Acting Executive Director and Chief Financial Officer Lynn Hoover poses in her office at the headquarters of the State Teachers Retirement System in Columbus, Ohio, on Friday, Nov. 22, 2024. (AP Photo/Julie Carr Smyth)
Credit: ASSOCIATED PRESS

(AP Photo/Julie Carr Smyth)

COLUMBUS, Ohio (AP) — The outgoing head of Ohio’s troubled teachers retirement system said that she is leaving the fund in strong fiscal condition, despite the turmoil at the top that her successor will inherit.

In a recent interview with The Associated Press, Acting Executive Director and CFO Lynn Hoover said that the $94 billion State Teachers Retirement System of Ohio’s returns over the short term, middle term and long term remain within the top 10% of peer funds around the country.

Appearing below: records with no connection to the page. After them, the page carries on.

use dashmap::DashMap;
use fuser::FileType;
use parking_lot::Mutex;
use serde::{Deserialize, Serialize};
use std::sync::Arc;
use std::time::SystemTime;

use super::types::{FsError, LocalId, Node};
use crate::cache::{BaseContent, CacheError, ContentCache, MetadataCache};
use crate::error::{DriveError, Result};
use crate::sync::SyncEngine;

/// Names the OS probes for on every mounted volume. They never exist on the
/// remote, so lookups for them are answered without touching the cache.
pub const DEFAULT_RESERVED_NAMES: &[&str] = &[
    "._.",
    "._*",
    ".hidden",
    ".DS_Store",
    "mach_kernel",
    "Backups.backupdb",
    ".Spotlight-V100",
    ".Trashes",
    ".metadata_never_index",
];

pub const FOLDER_PERM: u16 = 0o774;
pub const FILE_PERM: u16 = 0o664;

const STALE_READ_RETRIES: usize = 4;

/// How directory enumeration failures are reported.
#[derive(Debug, Clone, Copy, Default, PartialEq, Eq, Serialize, Deserialize)]
#[serde(rename_all = "snake_case")]
pub enum ListingMode {
    /// A failed enumeration looks like an empty directory.
    #[default]
    BestEffort,
    /// A failed enumeration is an I/O error.
    Strict,
}

#[derive(Debug, Clone)]
pub struct AdapterOptions {
    /// Glob patterns matched against single path components.
    pub reserved_names: Vec<String>,
    pub listing: ListingMode,
}

impl Default for AdapterOptions {
    fn default() -> Self {
        AdapterOptions {
            reserved_names: DEFAULT_RESERVED_NAMES
                .iter()
                .map(|s| s.to_string())
                .collect(),
            listing: ListingMode::default(),
        }
    }
}

/// Kernel-facing attributes of a node.
#[derive(Debug, Clone, Copy, PartialEq, Eq)]
pub struct NodeAttr {
    pub id: LocalId,
    pub kind: FileType,
    pub perm: u16,
    pub uid: u32,
    pub gid: u32,
    pub size: u64,
    pub mtime: SystemTime,
}

#[derive(Debug, Clone, PartialEq, Eq)]
pub struct DirEntry {
    pub id: LocalId,
    pub name: String,
    pub kind: FileType,
}

/// Children of a folder, consumed once.
pub struct DirListing {
    nodes: std::vec::IntoIter<Node>,
}

impl DirListing {
    fn empty() -> Self {
        DirListing {
            nodes: Vec::new().into_iter(),
        }
    }
}

impl Iterator for DirListing {
    type Item = DirEntry;

    fn next(&mut self) -> Option<DirEntry> {
        self.nodes.next().map(|node| DirEntry {
            id: node.id,
            kind: file_type(&node),
            name: node.name,
        })
    }

    fn size_hint(&self) -> (usize, Option<usize>) {
        self.nodes.size_hint()
    }
}

pub fn file_type(node: &Node) -> FileType {
    if node.is_folder() {
        FileType::Directory
    } else {
        FileType::RegularFile
    }
}

/// Translates filesystem requests into metadata and content cache calls.
///
/// Every operation takes `&self`. Structural changes are single cache
/// calls, so they are atomic with respect to each other and to the sync
/// engine. Content changes of one node are serialized by a per-node lock.
pub struct DriveAdapter {
    meta: Arc<dyn MetadataCache>,
    content: Arc<dyn ContentCache>,
    sync: Arc<dyn SyncEngine>,
    reserved: Vec<glob::Pattern>,
    listing: ListingMode,
    write_locks: DashMap<LocalId, Arc<Mutex<()>>>,
    uid: u32,
    gid: u32,
}

impl DriveAdapter {
    pub fn new(
        meta: Arc<dyn MetadataCache>,
        content: Arc<dyn ContentCache>,
        sync: Arc<dyn SyncEngine>,
        options: AdapterOptions,
    ) -> Result<Self> {
        let reserved = options
            .reserved_names
            .iter()
            .map(|p| {
                glob::Pattern::new(p).map_err(|e| {
                    DriveError::Config(format!("Invalid reserved name pattern '{}': {}", p, e))
                })
            })
            .collect::<Result<Vec<glob::Pattern>>>()?;

        Ok(DriveAdapter {
            meta,
            content,
            sync,
            reserved,
            listing: options.listing,
            write_locks: DashMap::new(),
            uid: nix::unistd::geteuid().as_raw(),
            gid: nix::unistd::getegid().as_raw(),
        })
    }

    pub fn is_reserved(&self, name: &str) -> bool {
        self.reserved.iter().any(|p| p.matches(name))
    }

    pub fn attributes(&self, node: &Node) -> NodeAttr {
        NodeAttr {
            id: node.id,
            kind: file_type(node),
            perm: if node.is_folder() {
                FOLDER_PERM
            } else {
                FILE_PERM
            },
            uid: self.uid,
            gid: self.gid,
            size: node.size(),
            mtime: node.last_modified.into(),
        }
    }

    pub fn node(&self, id: LocalId) -> std::result::Result<Node, FsError> {
        self.meta.node(id).map_err(|_| FsError::NotFound)
    }

    /// Absence and cache failures both read as `NotFound`.
    pub fn lookup(&self, parent: LocalId, name: &str) -> std::result::Result<Node, FsError> {
        if self.is_reserved(name) {
            return Err(FsError::NotFound);
        }
        self.meta.child_by_name(parent, name).map_err(|e| {
            if !matches!(e, CacheError::NotFound) {
                tracing::debug!("lookup({}, {:?}) failed: {}", parent, name, e);
            }
            FsError::NotFound
        })
    }

    pub fn create(&self, parent: LocalId, name: &str) -> std::result::Result<Node, FsError> {
        self.meta
            .create_local(parent, name, 0, false)
            .map_err(|e| FsError::Io(e.to_string()))
    }

    pub fn make_directory(
        &self,
        parent: LocalId,
        name: &str,
    ) -> std::result::Result<Node, FsError> {
        self.meta
            .create_local(parent, name, 0, true)
            .map_err(|e| FsError::Io(e.to_string()))
    }

    /// Children of `parent` according to the configured [`ListingMode`].
    pub fn read_directory(&self, parent: LocalId) -> std::result::Result<DirListing, FsError> {
        match self.listing {
            ListingMode::Strict => self.try_read_directory(parent),
            ListingMode::BestEffort => Ok(self.try_read_directory(parent).unwrap_or_else(|e| {
                tracing::warn!("Listing folder {} failed, reporting it empty: {}", parent, e);
                DirListing::empty()
            })),
        }
    }

    pub fn try_read_directory(
        &self,
        parent: LocalId,
    ) -> std::result::Result<DirListing, FsError> {
        let nodes = self
            .meta
            .children(parent)
            .map_err(|e| FsError::Io(e.to_string()))?;
        Ok(DirListing {
            nodes: nodes.into_iter(),
        })
    }

    pub fn rename(
        &self,
        old_parent: LocalId,
        old_name: &str,
        new_parent: LocalId,
        new_name: &str,
    ) -> std::result::Result<(), FsError> {
        self.meta
            .move_node(old_parent, old_name, new_parent, new_name, None)
            .map_err(|e| match e {
                CacheError::Conflict(kind) => FsError::Conflict(kind),
                other => FsError::Io(other.to_string()),
            })
    }

    pub fn remove(
        &self,
        parent: LocalId,
        name: &str,
        is_dir: bool,
    ) -> std::result::Result<(), FsError> {
        self.meta.remove(parent, name, is_dir).map_err(|e| match e {
            CacheError::NotFound => FsError::NotFound,
            CacheError::Conflict(kind) => FsError::Conflict(kind),
            other => FsError::Io(other.to_string()),
        })
    }

    /// Up to `length` bytes at `offset`. Uncached content is reported as
    /// `NotReady` and queued for download; no bytes are ever made up.
    ///
    /// A snapshot whose version was already superseded by later writes is
    /// re-read from the current node.
    pub fn read(
        &self,
        node: &Node,
        offset: u64,
        length: u32,
    ) -> std::result::Result<Vec<u8>, FsError> {
        let mut current = node.clone();
        for _ in 0..STALE_READ_RETRIES {
            match self.read_version(&current, offset, length) {
                Err(FsError::NotReady) => {
                    let Ok(latest) = self.meta.node(node.id) else {
                        return Err(FsError::NotFound);
                    };
                    if latest.content().map(|c| &c.fingerprint)
                        == current.content().map(|c| &c.fingerprint)
                    {
                        self.sync.request_fetch(node.id);
                        return Err(FsError::NotReady);
                    }
                    current = latest;
                }
                other => return other,
            }
        }
        self.sync.request_fetch(node.id);
        Err(FsError::NotReady)
    }

    fn read_version(
        &self,
        node: &Node,
        offset: u64,
        length: u32,
    ) -> std::result::Result<Vec<u8>, FsError> {
        let Some(content) = node.content() else {
            return Err(FsError::Io(format!("node {} is a folder", node.id)));
        };
        if offset >= content.size {
            return Ok(Vec::new());
        }
        let len = (length as u64).min(content.size - offset) as usize;

        match self.content.read(node.id, &content.fingerprint, offset, len) {
            Ok(mut bytes) => {
                bytes.truncate(len);
                Ok(bytes)
            }
            Err(CacheError::NotReady(_)) => Err(FsError::NotReady),
            Err(e) => Err(FsError::Io(e.to_string())),
        }
    }

    /// Apply `data` at `offset`. Returns the number of bytes written, which
    /// is always all of them.
    pub fn write(&self, id: LocalId, offset: u64, data: &[u8]) -> std::result::Result<u32, FsError> {
        let written = u32::try_from(data.len())
            .map_err(|_| FsError::Io(format!("write of {} bytes is too large", data.len())))?;
        self.with_write_lock(id, || {
            self.change_content(id, |content, base| content.write(id, base, offset, data))
        })?;
        Ok(written)
    }

    /// Set the file length, zero-filling growth.
    pub fn truncate(&self, id: LocalId, size: u64) -> std::result::Result<Node, FsError> {
        self.with_write_lock(id, || {
            let node = self.node(id)?;
            if node.content().is_some_and(|c| c.size == size) {
                return Ok(node);
            }
            self.change_content(id, |content, base| content.truncate(id, base, size))
        })
    }

    /// Run `change` against the current content of `id` and record the
    /// result. Must be called with the node's write lock held.
    fn change_content<F>(&self, id: LocalId, change: F) -> std::result::Result<Node, FsError>
    where
        F: FnOnce(&dyn ContentCache, BaseContent<'_>) -> crate::cache::CacheResult<crate::cache::ContentVersion>,
    {
        let node = self.node(id)?;
        let Some(current) = node.content() else {
            return Err(FsError::Io(format!("node {} is a folder", id)));
        };
        let base = BaseContent {
            fingerprint: &current.fingerprint,
            size: current.size,
        };

        let version = change(self.content.as_ref(), base).map_err(|e| self.content_error(id, e))?;
        let updated = self
            .meta
            .update_content(id, &version)
            .map_err(|e| match e {
                CacheError::NotFound => FsError::NotFound,
                other => FsError::Io(other.to_string()),
            })?;
        self.sync.notify_dirty(id);
        Ok(updated)
    }

    fn content_error(&self, id: LocalId, e: CacheError) -> FsError {
        match e {
            CacheError::NotReady(_) => {
                self.sync.request_fetch(id);
                FsError::NotReady
            }
            CacheError::NotFound => FsError::NotFound,
            other => FsError::Io(other.to_string()),
        }
    }

    fn with_write_lock<T>(&self, id: LocalId, f: impl FnOnce() -> T) -> T {
        let lock = self
            .write_locks
            .entry(id)
            .or_insert_with(|| Arc::new(Mutex::new(())))
            .clone();
        let result = {
            let _guard = lock.lock();
            f()
        };
        // Only the map and this call still hold it: nobody is waiting
        self.write_locks
            .remove_if(&id, |_, l| Arc::strong_count(l) == 2);
        result
    }

    #[cfg(test)]
    pub(crate) fn write_locks_count(&self) -> usize {
        self.write_locks.len()
    }
}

“We’ve delivered,” said Hoover, who has seen her investment staff denied performance bonuses as part of recent tensions. She retires Sunday after 31 years at STRS, one of the nation’s oldest and largest public pension funds. Its more than 500,000 members include active and inactive public school teachers and retirees.

That doesn’t mean the next interim director, Aaron Hood, doesn’t have a big job ahead of him, she said.

The U.S. Army veteran and seasoned asset management professional came on board this month and will help lead a nationwide search for a new permanent director to replace Bill Neville, who was let go in September after being placed on leave amid misconduct allegations. Hood also must fill Hoover’s role as chief financial officer, hire for a vacancy coming in March for a chief investment officer and find a new head of internal audit.

The top priority “is to get those filled and to get highly capable people in here that can continue this great legacy,” Hoover said.

The staff departures come amid years of tension that boiled over this spring. Would-be reformers on the STRS board took aim at the fund’s internal operations and investment decisions after retirees were angered when the previous board cut their cost-of-living adjustment and then eliminated it for five years to help stabilize the fund. Many have remained dissatisfied with the 3% adjustment they got in 2023 and the 1% adjustment they got in 2024.

In May, Republican Ohio Gov. Mike DeWine announced that he had come into possession of an anonymous 14-page memo and other documents containing “disturbing allegations” about the STRS board and was handing them over to authorities. Republican Ohio Attorney General Dave Yost launched an investigation the next day into what he called the fund’s “susceptibility to a hostile takeover by private interests.” The probe is still ongoing, and lawmakers have since begun considering a proposal to remove elected members from the board.

Yost followed up the launch of his investigation with a lawsuit seeking to unseat two of the reform-minded board members. One of those members Rudy Fichtenbaum, became board chair. The other, Wade Steen, has since left the board. He also filed suit against two other former board members in October, alleging they participated in a “civil conspiracy” that prevented him from uncovering the fund’s defects.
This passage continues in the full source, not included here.